* _What the exercise asks_
Copy all entries exactly.

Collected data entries
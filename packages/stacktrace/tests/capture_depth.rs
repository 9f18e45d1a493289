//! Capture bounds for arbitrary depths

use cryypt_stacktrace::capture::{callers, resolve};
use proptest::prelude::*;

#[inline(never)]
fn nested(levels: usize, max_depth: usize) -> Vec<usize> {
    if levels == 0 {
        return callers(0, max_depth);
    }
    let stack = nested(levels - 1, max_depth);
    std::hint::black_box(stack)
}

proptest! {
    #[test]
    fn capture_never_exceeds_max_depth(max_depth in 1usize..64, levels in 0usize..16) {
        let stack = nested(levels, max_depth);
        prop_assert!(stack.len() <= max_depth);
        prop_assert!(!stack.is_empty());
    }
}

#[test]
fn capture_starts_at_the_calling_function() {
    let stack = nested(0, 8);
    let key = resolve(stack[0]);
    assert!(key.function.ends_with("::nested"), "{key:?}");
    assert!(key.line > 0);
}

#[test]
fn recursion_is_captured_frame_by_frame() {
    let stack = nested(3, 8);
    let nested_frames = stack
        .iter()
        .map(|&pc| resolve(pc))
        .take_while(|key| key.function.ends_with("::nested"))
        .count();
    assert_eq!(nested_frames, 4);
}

* _Result of the task_
filename packages/stacktrace/tests/capture_depth.rs
repository 9f18e45d1a493289
//! Capture bounds for arbitrary depths

use cryypt_stacktrace::capture::{callers, resolve};
use proptest::prelude::*;

#[inline(never)]
fn nested(levels: usize, max_depth: usize) -> Vec<usize> {
    if levels == 0 {
        return callers(0, max_depth);
    }
    let stack = nested(levels - 1, max_depth);
    std::hint::black_box(stack)
}

proptest! {
    #[test]
    fn capture_never_exceeds_max_depth(max_depth in 1usize..64, levels in 0usize..16) {
        let stack = nested(levels, max_depth);
        prop_assert!(stack.len() <= max_depth);
        prop_assert!(!stack.is_empty());
    }
}

#[test]
fn capture_starts_at_the_calling_function() {
    let stack = nested(0, 8);
    let key = resolve(stack[0]);
    assert!(key.function.ends_with("::nested"), "{key:?}");
    assert!(key.line > 0);
}

#[test]
fn recursion_is_captured_frame_by_frame() {
    let stack = nested(3, 8);
    let nested_frames = stack
        .iter()
        .map(|&pc| resolve(pc))
        .take_while(|key| key.function.ends_with("::nested"))
        .count();
    assert_eq!(nested_frames, 4);
}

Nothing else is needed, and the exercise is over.